Data supplied:
- - -

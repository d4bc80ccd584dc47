//! Length bounding for resolved article text.

/// Marker appended to truncated text. Counts as one character.
pub const ELLIPSIS: char = '\u{2026}';

/// Bounds `text` to `max_length` characters.
///
/// Returns the text unchanged with `false` when it already fits. Otherwise
/// keeps the first `max_length - 1` characters, appends [`ELLIPSIS`] and
/// returns `true`, so a truncated result is always exactly `max_length`
/// characters long. With `max_length == 0` there is no room for the marker
/// and the result is empty.
///
/// ```rust
/// use feedbrief_core::truncate;
///
/// assert_eq!(truncate("Exact", 5), ("Exact".to_string(), false));
/// assert_eq!(truncate("Too long", 4), ("Too\u{2026}".to_string(), true));
/// ```
pub fn truncate(text: &str, max_length: usize) -> (String, bool) {
    // Byte offset of the character at `max_length`, if there is one.
    let Some((cut, _)) = text.char_indices().nth(max_length) else {
        return (text.to_string(), false);
    };

    if max_length == 0 {
        return (String::new(), true);
    }

    let keep = text[..cut].char_indices().last().map_or(0, |(index, _)| index);
    let mut truncated = String::with_capacity(keep + ELLIPSIS.len_utf8());
    truncated.push_str(&text[..keep]);
    truncated.push(ELLIPSIS);
    (truncated, true)
}

#[cfg(test)]
mod tests {
    use super::*;
    use rstest::rstest;

    #[test]
    fn test_no_truncation() {
        let (text, truncated) = truncate("Short content", 100);
        assert_eq!(text, "Short content");
        assert!(!truncated);
    }

    #[test]
    fn test_truncation() {
        let content = "This is a very long piece of content that needs to be truncated";
        let (text, truncated) = truncate(content, 20);
        assert_eq!(text.chars().count(), 20);
        assert!(text.ends_with(ELLIPSIS));
        assert_eq!(text, "This is a very long\u{2026}");
        assert!(truncated);
    }

    #[test]
    fn test_exact_length() {
        let (text, truncated) = truncate("Exact", 5);
        assert_eq!(text, "Exact");
        assert!(!truncated);
    }

    #[test]
    fn test_multibyte_characters() {
        let (text, truncated) = truncate("héllo wörld ünïcode", 8);
        assert_eq!(text, "héllo w\u{2026}");
        assert_eq!(text.chars().count(), 8);
        assert!(truncated);
    }

    #[test]
    fn test_zero_length() {
        assert_eq!(truncate("", 0), (String::new(), false));
        assert_eq!(truncate("abc", 0), (String::new(), true));
    }

    #[test]
    fn test_one_length() {
        assert_eq!(truncate("abc", 1), (ELLIPSIS.to_string(), true));
    }

    #[rstest]
    #[case("", 10)]
    #[case("short", 10)]
    #[case("exactly ten", 11)]
    #[case("a considerably longer sentence than the bound", 10)]
    #[case("日本語のテキストです", 4)]
    fn test_length_is_min_and_idempotent(#[case] input: &str, #[case] max: usize) {
        let (once, _) = truncate(input, max);
        assert_eq!(once.chars().count(), input.chars().count().min(max));

        let (twice, truncated_again) = truncate(&once, max);
        assert_eq!(twice, once);
        assert!(!truncated_again);
    }
}
use serde::Serialize;

use crate::ResolvedArticle;
use crate::{FeedbriefError, Result};

/// Configuration for JSON output
#[derive(Debug, Clone, Default)]
pub struct JsonConfig {
    /// Pretty print JSON output
    pub pretty: bool,
}

/// Envelope written around a list of resolved articles
#[derive(Debug, Clone, Serialize)]
pub struct JsonOutput<'a> {
    /// Number of articles in the output
    pub total: usize,
    /// Number of articles whose content was truncated
    pub truncated: usize,
    pub articles: &'a [ResolvedArticle],
}

/// JSON formatter for resolved articles
pub struct JsonFormatter {
    config: JsonConfig,
}

impl JsonFormatter {
    pub fn new(config: JsonConfig) -> Self {
        Self { config }
    }

    pub fn format(&self, articles: &[ResolvedArticle]) -> Result<String> {
        convert_to_json(articles, &self.config)
    }
}

/// Serialize resolved articles as a JSON document
pub fn convert_to_json(articles: &[ResolvedArticle], config: &JsonConfig) -> Result<String> {
    let output = JsonOutput {
        total: articles.len(),
        truncated: articles.iter().filter(|article| article.truncated).count(),
        articles,
    };

    let json = if config.pretty { serde_json::to_string_pretty(&output) } else { serde_json::to_string(&output) };
    json.map_err(FeedbriefError::from)
}

#[cfg(test)]
mod tests {
    use super::*;
    use crate::RawEntry;

    fn article(id: i64, truncated: bool) -> ResolvedArticle {
        let entry = RawEntry { id, title: Some(format!("Article {id}")), ..Default::default() };
        ResolvedArticle::from_entry(&entry, "Body".to_string(), truncated)
    }

    #[test]
    fn test_json_envelope() {
        let articles = vec![article(1, false), article(2, true)];
        let json = convert_to_json(&articles, &JsonConfig::default()).unwrap();
        let value: serde_json::Value = serde_json::from_str(&json).unwrap();

        assert_eq!(value["total"], 2);
        assert_eq!(value["truncated"], 1);
        assert_eq!(value["articles"][1]["title"], "Article 2");
        assert_eq!(value["articles"][0]["category"], "Uncategorized");
    }

    #[test]
    fn test_json_pretty() {
        let formatter = JsonFormatter::new(JsonConfig { pretty: true });
        let json = formatter.format(&[article(1, false)]).unwrap();
        assert!(json.contains('\n'));
    }

    #[test]
    fn test_json_round_trips_articles() {
        let articles = vec![article(7, false)];
        let json = convert_to_json(&articles, &JsonConfig::default()).unwrap();
        let value: serde_json::Value = serde_json::from_str(&json).unwrap();
        let decoded: Vec<ResolvedArticle> = serde_json::from_value(value["articles"].clone()).unwrap();
        assert_eq!(decoded, articles);
    }
}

- - -

The whole block of entries above should be repeated exactly.

repository d4bc80ccd584dc47
//! Length bounding for resolved article text.

/// Marker appended to truncated text. Counts as one character.
pub const ELLIPSIS: char = '\u{2026}';

/// Bounds `text` to `max_length` characters.
///
/// Returns the text unchanged with `false` when it already fits. Otherwise
/// keeps the first `max_length - 1` characters, appends [`ELLIPSIS`] and
/// returns `true`, so a truncated result is always exactly `max_length`
/// characters long. With `max_length == 0` there is no room for the marker
/// and the result is empty.
///
/// ```rust
/// use feedbrief_core::truncate;
///
/// assert_eq!(truncate("Exact", 5), ("Exact".to_string(), false));
/// assert_eq!(truncate("Too long", 4), ("Too\u{2026}".to_string(), true));
/// ```
pub fn truncate(text: &str, max_length: usize) -> (String, bool) {
    // Byte offset of the character at `max_length`, if there is one.
    let Some((cut, _)) = text.char_indices().nth(max_length) else {
        return (text.to_string(), false);
    };

    if max_length == 0 {
        return (String::new(), true);
    }

    let keep = text[..cut].char_indices().last().map_or(0, |(index, _)| index);
    let mut truncated = String::with_capacity(keep + ELLIPSIS.len_utf8());
    truncated.push_str(&text[..keep]);
    truncated.push(ELLIPSIS);
    (truncated, true)
}

#[cfg(test)]
mod tests {
    use super::*;
    use rstest::rstest;

    #[test]
    fn test_no_truncation() {
        let (text, truncated) = truncate("Short content", 100);
        assert_eq!(text, "Short content");
        assert!(!truncated);
    }

    #[test]
    fn test_truncation() {
        let content = "This is a very long piece of content that needs to be truncated";
        let (text, truncated) = truncate(content, 20);
        assert_eq!(text.chars().count(), 20);
        assert!(text.ends_with(ELLIPSIS));
        assert_eq!(text, "This is a very long\u{2026}");
        assert!(truncated);
    }

    #[test]
    fn test_exact_length() {
        let (text, truncated) = truncate("Exact", 5);
        assert_eq!(text, "Exact");
        assert!(!truncated);
    }

    #[test]
    fn test_multibyte_characters() {
        let (text, truncated) = truncate("héllo wörld ünïcode", 8);
        assert_eq!(text, "héllo w\u{2026}");
        assert_eq!(text.chars().count(), 8);
        assert!(truncated);
    }

    #[test]
    fn test_zero_length() {
        assert_eq!(truncate("", 0), (String::new(), false));
        assert_eq!(truncate("abc", 0), (String::new(), true));
    }

    #[test]
    fn test_one_length() {
        assert_eq!(truncate("abc", 1), (ELLIPSIS.to_string(), true));
    }

    #[rstest]
    #[case("", 10)]
    #[case("short", 10)]
    #[case("exactly ten", 11)]
    #[case("a considerably longer sentence than the bound", 10)]
    #[case("日本語のテキストです", 4)]
    fn test_length_is_min_and_idempotent(#[case] input: &str, #[case] max: usize) {
        let (once, _) = truncate(input, max);
        assert_eq!(once.chars().count(), input.chars().count().min(max));

        let (twice, truncated_again) = truncate(&once, max);
        assert_eq!(twice, once);
        assert!(!truncated_again);
    }
}
use serde::Serialize;

use crate::ResolvedArticle;
use crate::{FeedbriefError, Result};

/// Configuration for JSON output
#[derive(Debug, Clone, Default)]
pub struct JsonConfig {
    /// Pretty print JSON output
    pub pretty: bool,
}

/// Envelope written around a list of resolved articles
#[derive(Debug, Clone, Serialize)]
pub struct JsonOutput<'a> {
    /// Number of articles in the output
    pub total: usize,
    /// Number of articles whose content was truncated
    pub truncated: usize,
    pub articles: &'a [ResolvedArticle],
}

/// JSON formatter for resolved articles
pub struct JsonFormatter {
    config: JsonConfig,
}

impl JsonFormatter {
    pub fn new(config: JsonConfig) -> Self {
        Self { config }
    }

    pub fn format(&self, articles: &[ResolvedArticle]) -> Result<String> {
        convert_to_json(articles, &self.config)
    }
}

/// Serialize resolved articles as a JSON document
pub fn convert_to_json(articles: &[ResolvedArticle], config: &JsonConfig) -> Result<String> {
    let output = JsonOutput {
        total: articles.len(),
        truncated: articles.iter().filter(|article| article.truncated).count(),
        articles,
    };

    let json = if config.pretty { serde_json::to_string_pretty(&output) } else { serde_json::to_string(&output) };
    json.map_err(FeedbriefError::from)
}

#[cfg(test)]
mod tests {
    use super::*;
    use crate::RawEntry;

    fn article(id: i64, truncated: bool) -> ResolvedArticle {
        let entry = RawEntry { id, title: Some(format!("Article {id}")), ..Default::default() };
        ResolvedArticle::from_entry(&entry, "Body".to_string(), truncated)
    }

    #[test]
    fn test_json_envelope() {
        let articles = vec![article(1, false), article(2, true)];
        let json = convert_to_json(&articles, &JsonConfig::default()).unwrap();
        let value: serde_json::Value = serde_json::from_str(&json).unwrap();

        assert_eq!(value["total"], 2);
        assert_eq!(value["truncated"], 1);
        assert_eq!(value["articles"][1]["title"], "Article 2");
        assert_eq!(value["articles"][0]["category"], "Uncategorized");
    }

    #[test]
    fn test_json_pretty() {
        let formatter = JsonFormatter::new(JsonConfig { pretty: true });
        let json = formatter.format(&[article(1, false)]).unwrap();
        assert!(json.contains('\n'));
    }

    #[test]
    fn test_json_round_trips_articles() {
        let articles = vec![article(7, false)];
        let json = convert_to_json(&articles, &JsonConfig::default()).unwrap();
        let value: serde_json::Value = serde_json::from_str(&json).unwrap();
        let decoded: Vec<ResolvedArticle> = serde_json::from_value(value["articles"].clone()).unwrap();
        assert_eq!(decoded, articles);
    }
}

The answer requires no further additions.